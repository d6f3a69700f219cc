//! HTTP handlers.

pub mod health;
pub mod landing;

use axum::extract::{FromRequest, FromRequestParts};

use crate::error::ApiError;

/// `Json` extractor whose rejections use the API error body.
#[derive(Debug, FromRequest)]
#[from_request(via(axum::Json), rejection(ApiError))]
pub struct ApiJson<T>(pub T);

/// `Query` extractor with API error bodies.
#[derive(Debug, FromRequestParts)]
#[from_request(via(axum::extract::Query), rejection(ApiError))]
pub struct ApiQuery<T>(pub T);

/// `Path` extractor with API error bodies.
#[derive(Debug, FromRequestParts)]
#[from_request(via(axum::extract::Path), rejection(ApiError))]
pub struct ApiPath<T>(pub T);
────────────────
#### [Prompt]
Return all of the data exactly as it reads.

#### [Result of this exercise]
repository d6f3a69700f219cc
//! HTTP handlers.

pub mod health;
pub mod landing;

use axum::extract::{FromRequest, FromRequestParts};

use crate::error::ApiError;

/// `Json` extractor whose rejections use the API error body.
#[derive(Debug, FromRequest)]
#[from_request(via(axum::Json), rejection(ApiError))]
pub struct ApiJson<T>(pub T);

/// `Query` extractor with API error bodies.
#[derive(Debug, FromRequestParts)]
#[from_request(via(axum::extract::Query), rejection(ApiError))]
pub struct ApiQuery<T>(pub T);

/// `Path` extractor with API error bodies.
#[derive(Debug, FromRequestParts)]
#[from_request(via(axum::extract::Path), rejection(ApiError))]
pub struct ApiPath<T>(pub T);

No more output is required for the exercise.